10月の初旬、3度目の豊川市三上町(みかみちょう)緑野神社(みどのじんじゃ)に向かいました。東側のルートは探し尽くし、権現山2号墳を見つけることはできましたが、緑野神社に関しては最初に目を着けた県道31号線沿いを再度、チェックすることにしました。

モーターサイクルは一般化している4輪車と違い、走行中にチェックするものが1つ多い。
それは路面の状況だ。
路上に陥没した穴があれば4輪車と違い、避けるなり、スピードを落として、転倒を回避する必要があり、マンホールなどの鉄の路面があれば、その上でブレーキを掛けたり、ハンドルを切ったりしないようにして、やはり、転倒を防ぐ必要があるために、路面を常にチェックしている必要がある。
そのため、青信号になっている交差点に面しているものや、路肩に存在する目立たないものは探していても見落とすことがある。

3度目の三上町には最初にやって来た時に気になっていた場所があった。
時速45kmくらいで通過した時に以下の写真の邸宅と大型トラックの間にある幅2m未満の「路地」という印象だった通路だ。

走行していて感じたイメージは「右側に面している邸宅の私道」だった。
しかし、「右側に面している邸宅の私道」にやって来ると、登り道であることが認識できた。
そして、東側の通路を探索した経験から、緑野神社は山の上にあることが想定でき、「右側に面している邸宅の私道」と結びついた。
で、とにかく、愛車を31号線沿いの歩道に駐め、その登り道に入って行ってみることにした。

その登り道の麓に立つと、砂利を敷き詰めた道にはコンクリートの柵を並べて段鼻が設けられていた。
砂利を敷いてあるのは地面が粘土質で、雨が降るとぬかるむからだと思われる。

登り道を隣のトラックの荷台くらいの高さまで上がると、道幅は1mほどに狭まり、路面から砂利は無くなった。
右側の邸宅の2階の屋根を見下ろす場所まで上がると、そこには登り道の左右に幟柱が建てられていた。

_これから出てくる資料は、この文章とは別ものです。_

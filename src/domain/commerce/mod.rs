//! Cart and order shapes

pub mod dto;
pub mod order_number;

pub use dto::*;
pub use order_number::format_order_number;
//! Product catalog: categories, manufacturers, products

use sea_orm_migration::prelude::*;

#[derive(DeriveMigrationName)]
pub struct Migration;

#[async_trait::async_trait]
impl MigrationTrait for Migration {
    async fn up(&self, manager: &SchemaManager) -> Result<(), DbErr> {
        manager
            .create_table(
                Table::create()
                    .table(Categories::Table)
                    .if_not_exists()
                    .col(
                        ColumnDef::new(Categories::Id)
                            .integer()
                            .not_null()
                            .auto_increment()
                            .primary_key(),
                    )
                    .col(ColumnDef::new(Categories::Name).string().not_null())
                    .col(ColumnDef::new(Categories::Description).string())
                    .col(ColumnDef::new(Categories::IsActive).boolean().not_null().default(true))
                    .col(
                        ColumnDef::new(Categories::CreatedAt)
                            .timestamp_with_time_zone()
                            .not_null(),
                    )
                    .to_owned(),
            )
            .await?;

        manager
            .create_table(
                Table::create()
                    .table(Manufacturers::Table)
                    .if_not_exists()
                    .col(
                        ColumnDef::new(Manufacturers::Id)
                            .integer()
                            .not_null()
                            .auto_increment()
                            .primary_key(),
                    )
                    .col(ColumnDef::new(Manufacturers::Name).string().not_null())
                    .col(ColumnDef::new(Manufacturers::Description).string())
                    .col(
                        ColumnDef::new(Manufacturers::IsActive)
                            .boolean()
                            .not_null()
                            .default(true),
                    )
                    .col(
                        ColumnDef::new(Manufacturers::CreatedAt)
                            .timestamp_with_time_zone()
                            .not_null(),
                    )
                    .to_owned(),
            )
            .await?;

        manager
            .create_table(
                Table::create()
                    .table(Products::Table)
                    .if_not_exists()
                    .col(
                        ColumnDef::new(Products::Id)
                            .integer()
                            .not_null()
                            .auto_increment()
                            .primary_key(),
                    )
                    .col(ColumnDef::new(Products::Name).string().not_null())
                    .col(ColumnDef::new(Products::Price).decimal_len(10, 2).not_null())
                    .col(ColumnDef::new(Products::Picture).binary())
                    .col(ColumnDef::new(Products::IsActive).boolean().not_null().default(true))
                    .col(ColumnDef::new(Products::CategoryId).integer().not_null())
                    .col(ColumnDef::new(Products::ManufacturerId).integer().not_null())
                    .col(
                        ColumnDef::new(Products::CreatedAt)
                            .timestamp_with_time_zone()
                            .not_null(),
                    )
                    .foreign_key(
                        ForeignKey::create()
                            .name("fk_products_category")
                            .from(Products::Table, Products::CategoryId)
                            .to(Categories::Table, Categories::Id),
                    )
                    .foreign_key(
                        ForeignKey::create()
                            .name("fk_products_manufacturer")
                            .from(Products::Table, Products::ManufacturerId)
                            .to(Manufacturers::Table, Manufacturers::Id),
                    )
                    .to_owned(),
            )
            .await?;

        manager
            .create_index(
                Index::create()
                    .name("idx_products_active")
                    .table(Products::Table)
                    .col(Products::IsActive)
                    .to_owned(),
            )
            .await
    }

    async fn down(&self, manager: &SchemaManager) -> Result<(), DbErr> {
        manager
            .drop_table(Table::drop().table(Products::Table).to_owned())
            .await?;
        manager
            .drop_table(Table::drop().table(Manufacturers::Table).to_owned())
            .await?;
        manager
            .drop_table(Table::drop().table(Categories::Table).to_owned())
            .await
    }
}

#[derive(Iden)]
pub enum Categories {
    Table,
    Id,
    Name,
    Description,
    IsActive,
    CreatedAt,
}

#[derive(Iden)]
pub enum Manufacturers {
    Table,
    Id,
    Name,
    Description,
    IsActive,
    CreatedAt,
}

#[derive(Iden)]
pub enum Products {
    Table,
    Id,
    Name,
    Price,
    Picture,
    IsActive,
    CategoryId,
    ManufacturerId,
    CreatedAt,
}
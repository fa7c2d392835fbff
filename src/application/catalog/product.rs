use async_trait::async_trait;
use chrono::Utc;
use sea_orm::{
    ColumnTrait, Condition, DatabaseConnection, DatabaseTransaction, QueryFilter, Select, Set,
};

use crate::application::crud::{ensure_exists, ensure_unique, load_map, Resource};
use crate::domain::catalog::{ProductResponse, ProductSearch, ProductUpsertRequest};
use crate::infrastructure::database::entities::{category, manufacturer, product};
use crate::shared::DomainResult;

const DUPLICATE_NAME: &str = "A product with this name already exists.";

pub struct ProductResource;

impl ProductResource {
    async fn check_references(
        &self,
        txn: &DatabaseTransaction,
        request: &ProductUpsertRequest,
    ) -> DomainResult<()> {
        ensure_exists::<category::Entity, _>(txn, "Category", request.category_id).await?;
        ensure_exists::<manufacturer::Entity, _>(txn, "Manufacturer", request.manufacturer_id).await?;
        Ok(())
    }
}

/// Resolves category and manufacturer names for a batch of products
pub async fn product_views(
    db: &DatabaseConnection,
    models: Vec<product::Model>,
) -> DomainResult<Vec<ProductResponse>> {
    let categories = load_map::<category::Entity, _>(
        db,
        category::Column::Id,
        models.iter().map(|p| p.category_id).collect(),
        |c| c.id,
    )
    .await?;
    let manufacturers = load_map::<manufacturer::Entity, _>(
        db,
        manufacturer::Column::Id,
        models.iter().map(|p| p.manufacturer_id).collect(),
        |m| m.id,
    )
    .await?;

    Ok(models
        .into_iter()
        .map(|p| ProductResponse {
            category_name: categories
                .get(&p.category_id)
                .map(|c| c.name.clone())
                .unwrap_or_default(),
            manufacturer_name: manufacturers
                .get(&p.manufacturer_id)
                .map(|m| m.name.clone())
                .unwrap_or_default(),
            id: p.id,
            name: p.name,
            price: p.price,
            picture: p.picture,
            is_active: p.is_active,
            created_at: p.created_at,
            category_id: p.category_id,
            manufacturer_id: p.manufacturer_id,
        })
        .collect())
}

#[async_trait]
impl Resource for ProductResource {
    type Entity = product::Entity;
    type Model = product::Model;
    type ActiveModel = product::ActiveModel;
    type Search = ProductSearch;
    type Insert = ProductUpsertRequest;
    type Update = ProductUpsertRequest;
    type Response = ProductResponse;

    const NAME: &'static str = "Product";

    fn apply_filter(&self, mut query: Select<product::Entity>, search: &ProductSearch) -> Select<product::Entity> {
        if let Some(name) = search.name.as_deref().filter(|n| !n.is_empty()) {
            query = query.filter(product::Column::Name.contains(name));
        }
        if let Some(min) = search.min_price {
            query = query.filter(product::Column::Price.gte(min));
        }
        if let Some(max) = search.max_price {
            query = query.filter(product::Column::Price.lte(max));
        }
        if let Some(active) = search.is_active {
            query = query.filter(product::Column::IsActive.eq(active));
        }
        if let Some(category_id) = search.category_id {
            query = query.filter(product::Column::CategoryId.eq(category_id));
        }
        if let Some(manufacturer_id) = search.manufacturer_id {
            query = query.filter(product::Column::ManufacturerId.eq(manufacturer_id));
        }
        query
    }

    fn full_text(&self, token: &str) -> Option<Condition> {
        Some(Condition::all().add(product::Column::Name.contains(token)))
    }

    fn new_active_model(&self, request: &ProductUpsertRequest) -> product::ActiveModel {
        product::ActiveModel {
            name: Set(request.name.clone()),
            price: Set(request.price),
            picture: Set(request.picture.clone()),
            is_active: Set(request.is_active),
            category_id: Set(request.category_id),
            manufacturer_id: Set(request.manufacturer_id),
            created_at: Set(Utc::now()),
            ..Default::default()
        }
    }

    fn apply_update(&self, entity: &mut product::ActiveModel, request: &ProductUpsertRequest) {
        entity.name = Set(request.name.clone());
        entity.price = Set(request.price);
        entity.picture = Set(request.picture.clone());
        entity.is_active = Set(request.is_active);
        entity.category_id = Set(request.category_id);
        entity.manufacturer_id = Set(request.manufacturer_id);
    }

    async fn before_insert(
        &self,
        txn: &DatabaseTransaction,
        _entity: &mut product::ActiveModel,
        request: &ProductUpsertRequest,
    ) -> DomainResult<()> {
        ensure_unique::<product::Entity, _>(
            txn,
            product::Column::Name,
            product::Column::Id,
            &request.name,
            None,
            DUPLICATE_NAME,
        )
        .await?;
        self.check_references(txn, request).await
    }

    async fn before_update(
        &self,
        txn: &DatabaseTransaction,
        current: &product::Model,
        _entity: &mut product::ActiveModel,
        request: &ProductUpsertRequest,
    ) -> DomainResult<()> {
        ensure_unique::<product::Entity, _>(
            txn,
            product::Column::Name,
            product::Column::Id,
            &request.name,
            Some(current.id),
            DUPLICATE_NAME,
        )
        .await?;
        self.check_references(txn, request).await
    }

    async fn to_responses(
        &self,
        db: &DatabaseConnection,
        models: Vec<product::Model>,
    ) -> DomainResult<Vec<ProductResponse>> {
        product_views(db, models).await
    }
}

#[cfg(test)]
mod tests {
    use super::*;
    use rust_decimal::Decimal;

    use crate::application::crud::CrudService;
    use crate::shared::DomainError;
    use crate::test_utils::{create_category, create_manufacturer, test_db};

    fn request(name: &str, price: Decimal, category_id: i32, manufacturer_id: i32) -> ProductUpsertRequest {
        ProductUpsertRequest {
            name: name.into(),
            price,
            picture: None,
            is_active: true,
            category_id,
            manufacturer_id,
        }
    }

    #[tokio::test]
    async fn response_carries_reference_names() {
        let db = test_db().await;
        let category = create_category(&db, "Hair care").await;
        let maker = create_manufacturer(&db, "Wella").await;
        let service = CrudService::new(db, ProductResource);

        let created = service
            .create(request("Shampoo", Decimal::new(1250, 2), category.id, maker.id))
            .await
            .unwrap();
        assert_eq!(created.category_name, "Hair care");
        assert_eq!(created.manufacturer_name, "Wella");
        assert_eq!(created.price, Decimal::new(1250, 2));
    }

    #[tokio::test]
    async fn price_range_filter() {
        let db = test_db().await;
        let category = create_category(&db, "Care").await;
        let maker = create_manufacturer(&db, "Acme").await;
        let service = CrudService::new(db, ProductResource);
        for (name, price) in [("Cheap", 5), ("Mid", 15), ("Premium", 40)] {
            service
                .create(request(name, Decimal::from(price), category.id, maker.id))
                .await
                .unwrap();
        }

        let found = service
            .search(&ProductSearch {
                min_price: Some(Decimal::from(10)),
                max_price: Some(Decimal::from(20)),
                ..Default::default()
            })
            .await
            .unwrap();
        assert_eq!(found.items.len(), 1);
        assert_eq!(found.items[0].name, "Mid");
    }

    #[tokio::test]
    async fn unknown_category_is_not_found() {
        let db = test_db().await;
        let maker = create_manufacturer(&db, "Acme").await;
        let service = CrudService::new(db, ProductResource);

        let err = service
            .create(request("Gel", Decimal::from(8), 999, maker.id))
            .await
            .unwrap_err();
        assert!(matches!(err, DomainError::NotFound { entity: "Category", .. }));
    }

    #[tokio::test]
    async fn out_of_range_price_fails_validation() {
        let db = test_db().await;
        let category = create_category(&db, "Care").await;
        let maker = create_manufacturer(&db, "Acme").await;
        let service = CrudService::new(db, ProductResource);

        let err = service
            .create(request("Gold", Decimal::from(5000), category.id, maker.id))
            .await
            .unwrap_err();
        assert!(matches!(err, DomainError::Validation(_)));
    }
}
//! Shopping carts. One canonical cart per user, deactivated rather than deleted.

use chrono::{DateTime, Utc};
use sea_orm::entity::prelude::*;
use serde::{Deserialize, Serialize};

#[derive(Clone, Debug, PartialEq, DeriveEntityModel, Serialize, Deserialize)]
#[sea_orm(table_name = "carts")]
pub struct Model {
    #[sea_orm(primary_key)]
    pub id: i32,
    pub user_id: i32,
    pub is_active: bool,
    pub created_at: DateTime<Utc>,
    pub updated_at: Option<DateTime<Utc>>,
    pub expires_at: Option<DateTime<Utc>>,
}

#[derive(Copy, Clone, Debug, EnumIter, DeriveRelation)]
pub enum Relation {
    #[sea_orm(has_many = "super::cart_item::Entity")]
    CartItems,
}

impl Related<super::cart_item::Entity> for Entity {
    fn to() -> RelationDef {
        Relation::CartItems.def()
    }
}

impl ActiveModelBehavior for ActiveModel {}
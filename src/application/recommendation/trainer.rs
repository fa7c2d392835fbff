//! Background training of the recommender model

use std::collections::HashMap;
use std::time::Duration;

use sea_orm::{ColumnTrait, DatabaseConnection, EntityTrait, QueryFilter, QueryOrder};
use thiserror::Error;
use tokio::task::{JoinError, JoinHandle};
use tracing::{error, info, warn};

use super::model::{normalize, FeedbackEntry, MatrixFactorization};
use super::store::SharedModelStore;
use crate::config::RecommenderSection;
use crate::infrastructure::database::entities::{order, order_item};
use crate::shared::{DomainError, ShutdownSignal};

#[derive(Debug, Error)]
pub enum TrainingError {
    #[error(transparent)]
    Domain(#[from] DomainError),

    #[error("Training task failed: {0}")]
    Join(#[from] JoinError),
}

/// Total quantity per (user, product) over active orders
pub async fn load_feedback(db: &DatabaseConnection) -> Result<Vec<FeedbackEntry>, DomainError> {
    let buyers: HashMap<i32, i32> = order::Entity::find()
        .filter(order::Column::IsActive.eq(true))
        .all(db)
        .await?
        .into_iter()
        .map(|o| (o.id, o.user_id))
        .collect();
    if buyers.is_empty() {
        return Ok(Vec::new());
    }

    let items = order_item::Entity::find()
        .filter(order_item::Column::OrderId.is_in(buyers.keys().copied().collect::<Vec<_>>()))
        .order_by_asc(order_item::Column::Id)
        .all(db)
        .await?;

    let mut index: HashMap<(i32, i32), usize> = HashMap::new();
    let mut entries: Vec<FeedbackEntry> = Vec::new();
    for item in items {
        let Some(&user_id) = buyers.get(&item.order_id) else {
            continue;
        };
        let key = (user_id, item.product_id);
        match index.get(&key) {
            Some(&i) => entries[i].label += f64::from(item.quantity),
            None => {
                index.insert(key, entries.len());
                entries.push(FeedbackEntry {
                    user_id,
                    product_id: item.product_id,
                    label: f64::from(item.quantity),
                });
            }
        }
    }
    Ok(entries)
}

/// Runs one training pass and publishes the result. Returns whether a
/// model was produced; with no purchase data the store is left empty.
pub async fn train_model(
    db: &DatabaseConnection,
    store: &SharedModelStore,
    params: &RecommenderSection,
) -> Result<bool, TrainingError> {
    let _guard = store.lock_training().await;

    let entries = normalize(load_feedback(db).await?);
    if entries.is_empty() {
        store.publish(None);
        info!("🧠 No purchase history, recommender left untrained");
        return Ok(false);
    }

    let triples = entries.len();
    let params = params.clone();
    let model = tokio::task::spawn_blocking(move || MatrixFactorization::train(&entries, &params)).await?;

    let trained = model.is_some();
    if let Some(m) = &model {
        info!(
            triples,
            users = m.user_count(),
            products = m.product_count(),
            "🧠 Recommender model trained"
        );
    }
    store.publish(model);
    Ok(trained)
}

/// Trains the model once, a fixed delay after start-up
pub struct RecommenderTrainer {
    db: DatabaseConnection,
    store: SharedModelStore,
    config: RecommenderSection,
}

impl RecommenderTrainer {
    pub fn new(db: DatabaseConnection, store: SharedModelStore, config: RecommenderSection) -> Self {
        Self { db, store, config }
    }

    pub fn start(self, shutdown: ShutdownSignal) -> JoinHandle<()> {
        tokio::spawn(async move {
            let delay = Duration::from_secs(self.config.training_delay_secs);
            info!("🧠 Recommender training scheduled in {}s", delay.as_secs());

            tokio::select! {
                _ = tokio::time::sleep(delay) => {}
                _ = shutdown.notified().wait() => {
                    warn!("🧠 Shutdown before recommender training, skipped");
                    return;
                }
            }

            if let Err(e) = train_model(&self.db, &self.store, &self.config).await {
                error!(error = %e, "Recommender training failed");
            }
        })
    }
}

#[cfg(test)]
mod tests {
    use super::*;
    use rust_decimal::Decimal;

    use crate::application::commerce::{CartService, OrderService};
    use crate::application::recommendation::ModelStore;
    use crate::test_utils::{create_product, create_user, test_db};

    #[tokio::test]
    async fn no_orders_means_no_model() {
        let db = test_db().await;
        let store = ModelStore::shared();
        let trained = train_model(&db, &store, &RecommenderSection::default()).await.unwrap();
        assert!(!trained);
        assert!(store.current().is_none());
    }

    #[tokio::test]
    async fn feedback_sums_quantities_per_user_and_product() {
        let db = test_db().await;
        let user = create_user(&db, "client").await;
        let gel = create_product(&db, "Gel", Decimal::from(10)).await;
        let wax = create_product(&db, "Wax", Decimal::from(12)).await;
        let carts = CartService::new(db.clone());
        let orders = OrderService::new(db.clone());

        carts.add_item(user.id, gel.id, 2).await.unwrap();
        orders.create_order_from_cart(user.id).await.unwrap();
        carts.add_item(user.id, gel.id, 2).await.unwrap();
        carts.add_item(user.id, wax.id, 1).await.unwrap();
        orders.create_order_from_cart(user.id).await.unwrap();

        let feedback = load_feedback(&db).await.unwrap();
        assert_eq!(feedback.len(), 2);
        assert_eq!(feedback[0].product_id, gel.id);
        assert_eq!(feedback[0].label, 4.0);
        assert_eq!(feedback[1].label, 1.0);

        let store = ModelStore::shared();
        assert!(train_model(&db, &store, &RecommenderSection::default()).await.unwrap());
        assert!(store.current().is_some());
    }

    #[tokio::test]
    async fn trainer_stops_on_shutdown() {
        let db = test_db().await;
        let store = ModelStore::shared();
        let shutdown = ShutdownSignal::new();
        let config = RecommenderSection {
            training_delay_secs: 3600,
            ..Default::default()
        };

        let handle = RecommenderTrainer::new(db, store.clone(), config).start(shutdown.clone());
        shutdown.trigger();
        handle.await.unwrap();
        assert!(store.current().is_none());
    }
}
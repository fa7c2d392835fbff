//! Notification dispatcher adapters

use async_trait::async_trait;
use tracing::info;

use crate::domain::events::EventMessage;
use crate::domain::ports::{DispatchError, NotificationDispatcher};

/// Writes each event to the log. Stands in for a mail queue.
#[derive(Debug, Default, Clone)]
pub struct LogDispatcher;

#[async_trait]
impl NotificationDispatcher for LogDispatcher {
    async fn dispatch(&self, message: &EventMessage) -> Result<(), DispatchError> {
        let appointment = message.event.appointment();
        info!(
            event_id = %message.event_id,
            event_type = message.event.event_type(),
            appointment_id = appointment.appointment_id,
            to = %appointment.hairdresser_email,
            client = %appointment.user_full_name,
            date = %appointment.appointment_date,
            price = %appointment.final_price,
            "📧 Booking notification"
        );
        Ok(())
    }
}

#[cfg(test)]
mod tests {
    use super::*;
    use chrono::Utc;
    use rust_decimal::Decimal;

    use crate::domain::events::{AppointmentNotification, NotificationEvent};

    #[tokio::test]
    async fn log_dispatcher_accepts_every_event() {
        let message = EventMessage {
            event_id: "evt-1".into(),
            created_at: Utc::now(),
            event: NotificationEvent::AppointmentCancelled(AppointmentNotification {
                appointment_id: 9,
                hairdresser_email: "hd@salon.test".into(),
                hairdresser_name: "Hana Dee".into(),
                user_full_name: "Ana Client".into(),
                user_email: "ana@salon.test".into(),
                user_phone_number: Some("+385 1 234".into()),
                appointment_date: Utc::now(),
                final_price: Decimal::from(10),
                status_name: "Cancelled".into(),
                hairstyle_name: None,
                hairstyle_price: None,
                facial_hair_name: None,
                facial_hair_price: None,
                dying_name: Some("Copper".into()),
                dying_hex_code: Some("#B87333".into()),
            }),
        };
        assert!(LogDispatcher.dispatch(&message).await.is_ok());
    }
}
use chrono::{DateTime, Utc};
use rust_decimal::Decimal;
use serde::{Deserialize, Serialize};
use validator::Validate;

use crate::shared::{SearchCriteria, SearchPaging};

// ── Cart ────────────────────────────────────────────────────────

#[derive(Debug, Clone, Default, Deserialize)]
#[serde(rename_all = "camelCase", default)]
pub struct CartSearch {
    pub user_id: Option<i32>,
    pub is_active: Option<bool>,
    pub created_from: Option<DateTime<Utc>>,
    pub created_to: Option<DateTime<Utc>>,
    #[serde(flatten)]
    pub paging: SearchPaging,
}

impl SearchCriteria for CartSearch {
    fn paging(&self) -> &SearchPaging {
        &self.paging
    }
}

#[derive(Debug, Clone, Deserialize, Validate)]
#[serde(rename_all = "camelCase")]
pub struct CartUpsertRequest {
    pub user_id: i32,
    pub expires_at: Option<DateTime<Utc>>,
    pub is_active: bool,
}

#[derive(Debug, Clone, Serialize)]
#[serde(rename_all = "camelCase")]
pub struct CartItemResponse {
    pub id: i32,
    pub quantity: i32,
    pub created_at: DateTime<Utc>,
    pub updated_at: Option<DateTime<Utc>>,
    pub cart_id: i32,
    pub product_id: i32,
    pub product_name: String,
    pub product_price: Decimal,
    pub product_picture: Option<Vec<u8>>,
    /// Current product price × quantity
    pub total_price: Decimal,
}

#[derive(Debug, Clone, Serialize)]
#[serde(rename_all = "camelCase")]
pub struct CartResponse {
    pub id: i32,
    pub created_at: DateTime<Utc>,
    pub updated_at: Option<DateTime<Utc>>,
    pub expires_at: Option<DateTime<Utc>>,
    pub is_active: bool,
    pub user_id: i32,
    pub user_full_name: String,
    pub cart_items: Vec<CartItemResponse>,
    pub total_items: i32,
    pub total_amount: Decimal,
}

impl CartResponse {
    /// Derives the totals from the lines
    pub fn with_totals(mut self) -> Self {
        self.total_items = self.cart_items.iter().map(|i| i.quantity).sum();
        self.total_amount = self.cart_items.iter().map(|i| i.total_price).sum();
        self
    }
}

#[derive(Debug, Clone, PartialEq, Serialize)]
#[serde(rename_all = "camelCase")]
pub struct CartSummary {
    pub user_id: i32,
    pub cart_id: Option<i32>,
    pub total_items: i32,
    pub total_amount: Decimal,
}

#[derive(Debug, Clone, Default, Deserialize)]
#[serde(rename_all = "camelCase", default)]
pub struct CartItemSearch {
    pub cart_id: Option<i32>,
    pub product_id: Option<i32>,
    pub user_id: Option<i32>,
    pub min_quantity: Option<i32>,
    pub max_quantity: Option<i32>,
    #[serde(flatten)]
    pub paging: SearchPaging,
}

impl SearchCriteria for CartItemSearch {
    fn paging(&self) -> &SearchPaging {
        &self.paging
    }
}

#[derive(Debug, Clone, Deserialize, Validate)]
#[serde(rename_all = "camelCase")]
pub struct CartItemUpsertRequest {
    #[validate(range(min = 1, message = "Quantity must be at least 1"))]
    pub quantity: i32,
    pub cart_id: i32,
    pub product_id: i32,
}

// ── Order ───────────────────────────────────────────────────────

#[derive(Debug, Clone, Default, Deserialize)]
#[serde(rename_all = "camelCase", default)]
pub struct OrderSearch {
    pub user_id: Option<i32>,
    pub user_full_name: Option<String>,
    pub min_total_amount: Option<Decimal>,
    pub max_total_amount: Option<Decimal>,
    pub created_from: Option<DateTime<Utc>>,
    pub created_to: Option<DateTime<Utc>>,
    pub is_active: Option<bool>,
    #[serde(flatten)]
    pub paging: SearchPaging,
}

impl SearchCriteria for OrderSearch {
    fn paging(&self) -> &SearchPaging {
        &self.paging
    }
}

#[derive(Debug, Clone, Deserialize, Validate)]
#[serde(rename_all = "camelCase")]
pub struct OrderUpsertRequest {
    pub total_amount: Decimal,
    pub user_id: i32,
    pub is_active: bool,
}

#[derive(Debug, Clone, Serialize)]
#[serde(rename_all = "camelCase")]
pub struct OrderItemResponse {
    pub id: i32,
    pub order_id: i32,
    pub product_id: i32,
    pub product_name: String,
    pub quantity: i32,
    pub unit_price: Decimal,
    pub total_price: Decimal,
    pub created_at: DateTime<Utc>,
}

#[derive(Debug, Clone, Serialize)]
#[serde(rename_all = "camelCase")]
pub struct OrderResponse {
    pub id: i32,
    pub order_number: String,
    pub total_amount: Decimal,
    pub created_at: DateTime<Utc>,
    pub is_active: bool,
    pub user_id: i32,
    pub user_full_name: String,
    pub order_items: Vec<OrderItemResponse>,
    /// Number of order lines
    pub total_items: usize,
}

#[derive(Debug, Clone, Default, Deserialize)]
#[serde(rename_all = "camelCase", default)]
pub struct OrderItemSearch {
    pub order_id: Option<i32>,
    pub product_id: Option<i32>,
    pub user_id: Option<i32>,
    pub min_quantity: Option<i32>,
    pub max_quantity: Option<i32>,
    pub min_unit_price: Option<Decimal>,
    pub max_unit_price: Option<Decimal>,
    #[serde(flatten)]
    pub paging: SearchPaging,
}

impl SearchCriteria for OrderItemSearch {
    fn paging(&self) -> &SearchPaging {
        &self.paging
    }
}

#[derive(Debug, Clone, Deserialize, Validate)]
#[serde(rename_all = "camelCase")]
pub struct OrderItemUpsertRequest {
    #[validate(range(min = 1))]
    pub quantity: i32,
    pub unit_price: Decimal,
    pub order_id: i32,
    pub product_id: i32,
}

impl OrderItemUpsertRequest {
    /// Line total, always `unit_price * quantity`
    pub fn total_price(&self) -> Decimal {
        self.unit_price * Decimal::from(self.quantity)
    }
}
pub mod errors;
pub mod pagination;
pub mod shutdown;
pub mod validation;

pub use errors::*;
pub use pagination::*;
pub use shutdown::*;
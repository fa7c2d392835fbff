//! Writes notification intent next to the business change that caused it

use chrono::Utc;
use sea_orm::{ActiveModelTrait, ConnectionTrait, Set};
use tracing::debug;
use uuid::Uuid;

use crate::domain::events::{EventMessage, NotificationEvent};
use crate::infrastructure::database::entities::notification_outbox;
use crate::shared::DomainResult;

/// Inserts a pending outbox row. Call with the transaction that performs
/// the business write so both commit or neither does.
pub async fn enqueue<C: ConnectionTrait>(
    db: &C,
    event: NotificationEvent,
) -> DomainResult<notification_outbox::Model> {
    let message = EventMessage {
        event_id: Uuid::new_v4().to_string(),
        created_at: Utc::now(),
        event,
    };
    let payload = serde_json::to_string(&message)?;

    let row = notification_outbox::ActiveModel {
        event_id: Set(message.event_id.clone()),
        event_type: Set(message.event.event_type().to_string()),
        payload: Set(payload),
        attempts: Set(0),
        last_error: Set(None),
        created_at: Set(message.created_at),
        dispatched_at: Set(None),
        ..Default::default()
    }
    .insert(db)
    .await?;

    debug!(
        event_id = %row.event_id,
        event_type = %row.event_type,
        "Notification queued"
    );
    Ok(row)
}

幟柱の存在で、この先に神社が存在することが確認できた。
幟柱脇に枝葉付きのドングりと、美しく紅葉した葉が落ちていたので、それらを見捨てたままにはできなくて、幟柱の基壇上に組み合わせて置いて撮影したのがヘッダー写真だ。
幟柱の先(参道)は坂がなだらかになり、森の中に向かっている。

幟柱から少し歩くと、幅50cmほどの干上がった水路が右手に現れ、途中で通路が水路の右側に移り、坂が急になった。

ここ2日間は雨が降っていないが、雨が降れば水路に水が流れるだろうことは感じられた。
参道の先はまだ、何も人為的なものは見えていない。
上記写真に見えている場所を通り過ぎて、しばらく登ると、参道の左手の森の中に直径2mほどの澄んだ水の溜まった池があった。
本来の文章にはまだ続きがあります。